Of those patients for whom the trio stopped working, 90 percent
were resistant to seven first-line drugs, and a large proportion
of those -- 58 percent -- failed second-line therapies as well.
This finding has implications for the treatment of patients
in developing countries, commented Edward Mills of the British
Columbia Centre for Excellence in HIV/AIDS in Canada, and Jean Nachega
of John Hopkins University in the United States, also in The Lancet.
In such settings, only one or two regimes are normally available,
which results in disastrous consequences when these regimes fail,
they said.
The three main classes of front-line HIV antiretroviral drugs --
nucleoside reverse transcriptase inhibitors, non-nucleoside reverse
transcriptase inhibitors, and protease inhibitors -- are judged
to have failed when they lose their ability to suppress the replication
of the HIV virus, which cripples the immune system.

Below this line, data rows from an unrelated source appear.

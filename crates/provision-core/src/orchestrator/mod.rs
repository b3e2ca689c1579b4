//! Deployment orchestrator.
//!
//! Drives one build package through the fixed phase sequence against a
//! [`RemoteApi`]. Per-resource failures are recorded and the run moves on;
//! a failed precondition (inputs, artifact, identity probe) aborts the run
//! and hands back the partial [`DeploymentState`] in a [`DeployFailure`].
//!
//! An `Orchestrator` is built for a single run and consumed by it.

#[cfg(test)]
mod mock;

use crate::artifact::ArtifactStore;
use crate::compiler::BuildPackage;
use crate::config::Config;
use crate::error::ProvisionError;
use crate::pacer::{CallClass, Pacer};
use crate::paths;
use crate::properties;
use crate::remote::RemoteApi;
use crate::report::DeploymentReport;
use crate::seed;
use crate::state::{CreatedResource, DeploymentState, Outcome};
use crate::types::{Phase, ResourceKind, TierId};
use std::path::PathBuf;
use thiserror::Error;

pub const SUMMARY_PAGE_NAME: &str = "Workspace Summary";

// ---------------------------------------------------------------------------
// Inputs / failure
// ---------------------------------------------------------------------------

/// Operator inputs for [`Orchestrator::run`], typically from the environment.
#[derive(Debug, Clone, Default)]
pub struct DeployInputs {
    pub client: Option<String>,
    pub tier: Option<String>,
    pub token: Option<String>,
}

/// A hard failure. Carries everything the run did before it stopped.
#[derive(Debug, Error)]
#[error("deployment aborted during {phase}: {cause}")]
pub struct DeployFailure {
    pub phase: Phase,
    #[source]
    pub cause: ProvisionError,
    pub state: Box<DeploymentState>,
}

impl DeployFailure {
    /// Resources created before the abort, newest first.
    pub fn cleanup_list(&self) -> Vec<&CreatedResource> {
        self.state.cleanup_list()
    }
}

pub type DeployResult = std::result::Result<DeploymentReport, DeployFailure>;

fn present<'s>(value: &'s Option<String>, what: &str) -> Result<&'s str, ProvisionError> {
    value
        .as_deref()
        .map(str::trim)
        .filter(|v| !v.is_empty())
        .ok_or_else(|| ProvisionError::MissingInput(what.to_string()))
}

// ---------------------------------------------------------------------------
// Orchestrator
// ---------------------------------------------------------------------------

pub struct Orchestrator<'a> {
    api: &'a dyn RemoteApi,
    config: Config,
    pacer: Pacer,
    output_dir: Option<PathBuf>,
    sample_data: Option<bool>,
}

impl<'a> Orchestrator<'a> {
    pub fn new(api: &'a dyn RemoteApi, config: Config) -> Self {
        let pacer = Pacer::new(&config.pacing);
        Self {
            api,
            config,
            pacer,
            output_dir: None,
            sample_data: None,
        }
    }

    /// Persist the state snapshot and report here when the run ends.
    pub fn with_output_dir(mut self, dir: impl Into<PathBuf>) -> Self {
        self.output_dir = Some(dir.into());
        self
    }

    /// Per-run sample-data toggle. Takes precedence over the config file.
    pub fn with_sample_data(mut self, enabled: Option<bool>) -> Self {
        self.sample_data = enabled;
        self
    }

    /// Full run: validate inputs, load the latest artifact for the tier,
    /// then deploy it.
    pub async fn run(self, inputs: &DeployInputs, artifacts: &ArtifactStore) -> DeployResult {
        let mut state = DeploymentState::new(
            inputs.client.clone().unwrap_or_default(),
            inputs.tier.clone().unwrap_or_default(),
        );

        tracing::info!(phase = %Phase::Initializing, "validating deployment inputs");
        let (client, tier) = match validate_inputs(inputs) {
            Ok(v) => v,
            Err(e) => return Err(self.abort(state, Phase::Initializing, e)),
        };
        state.client = client.clone();
        state.tier = tier.to_string();
        state.complete_phase(Phase::Initializing);

        tracing::info!(phase = %Phase::ArtifactsLoaded, tier = %tier, "loading build package");
        let package = match artifacts.latest(tier) {
            Ok(p) => p,
            Err(e) => return Err(self.abort(state, Phase::ArtifactsLoaded, e)),
        };
        if package.client != client {
            tracing::warn!(
                requested = %client,
                packaged = %package.client,
                "latest build package was compiled for a different client"
            );
        }
        state.build_id = Some(package.build_id);
        state.complete_phase(Phase::ArtifactsLoaded);

        self.execute(state, &package).await
    }

    /// Deploy a package the caller already holds.
    pub async fn deploy(self, package: &BuildPackage) -> DeployResult {
        let mut state = DeploymentState::new(&package.client, package.tier.as_str());

        tracing::info!(phase = %Phase::Initializing, "validating build package");
        if let Err(e) = paths::validate_client_identity(&package.client) {
            return Err(self.abort(state, Phase::Initializing, e));
        }
        state.complete_phase(Phase::Initializing);

        state.build_id = Some(package.build_id);
        state.complete_phase(Phase::ArtifactsLoaded);

        self.execute(state, package).await
    }

    // -----------------------------------------------------------------------
    // Phases
    // -----------------------------------------------------------------------

    async fn execute(mut self, mut state: DeploymentState, package: &BuildPackage) -> DeployResult {
        tracing::info!(phase = %Phase::Connected, "probing remote api");
        match self.api.identity_probe().await {
            Ok(identity) => {
                tracing::info!(identity = %identity.id, "connected");
                state.complete_phase(Phase::Connected);
            }
            Err(e) => return Err(self.abort(state, Phase::Connected, e.into())),
        }

        self.deploy_databases(&mut state, package).await;
        state.complete_phase(Phase::DatabasesDeployed);

        self.deploy_views(&state, package);
        state.complete_phase(Phase::ViewsDeployed);

        if self.sample_data_enabled(package) {
            self.deploy_sample_data(&mut state, package).await;
            state.complete_phase(Phase::SampleDataDeployed);
        } else {
            tracing::info!(phase = %Phase::SampleDataDeployed, "skipped");
            state.skip_phase(Phase::SampleDataDeployed);
        }

        for integration in &package.integrations {
            tracing::info!(
                phase = %Phase::IntegrationsDeployed,
                integration = %integration,
                "integration reserved; requires client authorization"
            );
        }
        state.complete_phase(Phase::IntegrationsDeployed);

        Ok(self.finalize(state, package).await)
    }

    async fn deploy_databases(&mut self, state: &mut DeploymentState, package: &BuildPackage) {
        tracing::info!(
            phase = %Phase::DatabasesDeployed,
            count = package.schemas.len(),
            "creating databases"
        );
        let parent = self.config.api.parent_page_id.clone();
        let api = self.api;

        for schema in &package.schemas {
            let created = state.database_ids();
            let translation = properties::database_request(schema, &created, parent.as_deref());
            let request = &translation.request;

            match self
                .pacer
                .call(CallClass::Database, move || api.create_resource(request))
                .await
            {
                Ok(id) => {
                    tracing::info!(resource = %schema.name, id = %id, "created database");
                    state.record_created(ResourceKind::Database, &schema.name, id, None);
                }
                Err(e) => {
                    tracing::warn!(resource = %schema.name, kind = e.kind(), error = %e, "database creation failed");
                    state.record_error(Phase::DatabasesDeployed, &schema.name, e.to_string());
                }
            }
        }
    }

    /// Views follow from the databases; only the intent is logged.
    fn deploy_views(&self, state: &DeploymentState, package: &BuildPackage) {
        let created = state.database_ids();
        for view in &package.views {
            match view.resource_type.as_deref() {
                Some(rt) if !created.contains_key(rt) => tracing::warn!(
                    view = %view.name,
                    resource = %rt,
                    "view target database was not created"
                ),
                _ => tracing::info!(view = %view.name, kind = %view.kind, "view configured"),
            }
        }
    }

    fn sample_data_enabled(&self, package: &BuildPackage) -> bool {
        let enabled = self
            .sample_data
            .or(self.config.deployment.sample_data)
            .unwrap_or(true);
        enabled && package.has_seed_data()
    }

    async fn deploy_sample_data(&mut self, state: &mut DeploymentState, package: &BuildPackage) {
        let limit = self.config.deployment.max_records_per_resource;
        let ids = state.database_ids();
        let api = self.api;

        for schema in &package.schemas {
            let Some(database) = ids.get(&schema.name) else {
                continue;
            };
            for record in package.seed_records(&schema.name).iter().take(limit) {
                let name = seed::record_title(record).unwrap_or(&schema.name).to_string();
                let request = properties::record_request(database, record);
                let request = &request;

                match self
                    .pacer
                    .call(CallClass::Record, move || api.create_record(request))
                    .await
                {
                    Ok(id) => {
                        tracing::debug!(resource = %schema.name, record = %name, "created record");
                        state.record_created(ResourceKind::Page, &name, id, Some(&schema.name));
                    }
                    Err(e) => {
                        tracing::warn!(
                            resource = %schema.name,
                            record = %name,
                            kind = e.kind(),
                            error = %e,
                            "record creation failed"
                        );
                        state.record_error(Phase::SampleDataDeployed, &name, e.to_string());
                    }
                }
            }
        }
        tracing::info!(
            phase = %Phase::SampleDataDeployed,
            records = state.count(ResourceKind::Page),
            "sample data created"
        );
    }

    async fn finalize(mut self, mut state: DeploymentState, package: &BuildPackage) -> DeploymentReport {
        let title = format!("{} {}", package.client, SUMMARY_PAGE_NAME);
        let request = properties::page_request(
            self.config.api.parent_page_id.as_deref(),
            &title,
            summary_lines(&state, package),
        );
        let request = &request;
        let api = self.api;

        match self
            .pacer
            .call(CallClass::Record, move || api.create_record(request))
            .await
        {
            Ok(id) => state.record_created(ResourceKind::SummaryPage, SUMMARY_PAGE_NAME, id, None),
            Err(e) => {
                tracing::warn!(kind = e.kind(), error = %e, "summary page creation failed");
                state.record_error(Phase::Finalized, SUMMARY_PAGE_NAME, e.to_string());
            }
        }

        state.complete_phase(Phase::Finalized);
        state.finish(Outcome::Finalized);

        let report = self.persist(&state, Some(package));
        tracing::info!(
            databases = report.counts.databases,
            records = report.counts.records,
            errors = report.counts.errors,
            "deployment finalized"
        );
        report
    }

    fn abort(&self, mut state: DeploymentState, phase: Phase, cause: ProvisionError) -> DeployFailure {
        tracing::error!(
            phase = %phase,
            error = %cause,
            created = state.created.len(),
            "deployment aborted"
        );
        state.finish(Outcome::Aborted);
        self.persist(&state, None);
        DeployFailure {
            phase,
            cause,
            state: Box::new(state),
        }
    }

    /// Build the report and write it plus the state snapshot to the output
    /// dir. Write failures end up as report warnings.
    fn persist(&self, state: &DeploymentState, package: Option<&BuildPackage>) -> DeploymentReport {
        let mut report = DeploymentReport::from_state(state, package);
        report.region = self.config.deployment.region.clone();
        report.custom_domain = self.config.deployment.custom_domain.clone();

        let Some(dir) = &self.output_dir else {
            return report;
        };
        if let Err(e) = state.save(dir) {
            tracing::warn!(error = %e, "could not persist deployment state");
            report.warnings.push(format!("Deployment state was not saved: {e}"));
        }
        match report.save(dir) {
            Ok(path) => tracing::info!(path = %path.display(), "report written"),
            Err(e) => {
                tracing::warn!(error = %e, "could not persist deployment report");
                report.warnings.push(format!("Deployment report was not saved: {e}"));
            }
        }
        report
    }
}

Mills and Nachega also point out that the British patients, compared
to HIV-infected people in poorer nations, typically started therapy
when their immune systems still had a greater capacity to fight
off the virus.
The rate of drug failure was higher for those whose white blood
cell count was low.
More than 33 million people around the world are living with HIV
or AIDS, more than two-thirds of them in sub-Saharan Africa, according
to UNAIDS.
At the end of 2006, more than two million people there were getting
the life-saving trio of pills, a 54-percent increase over the previous
year, according to the World Health Organisation.
Even so, only 10 percent of those in need are currently receiving
treatment.
The UN agency estimates that there will be 2.5 million new infections
in 2007, and that the disease will have claimed 2.1 million lives.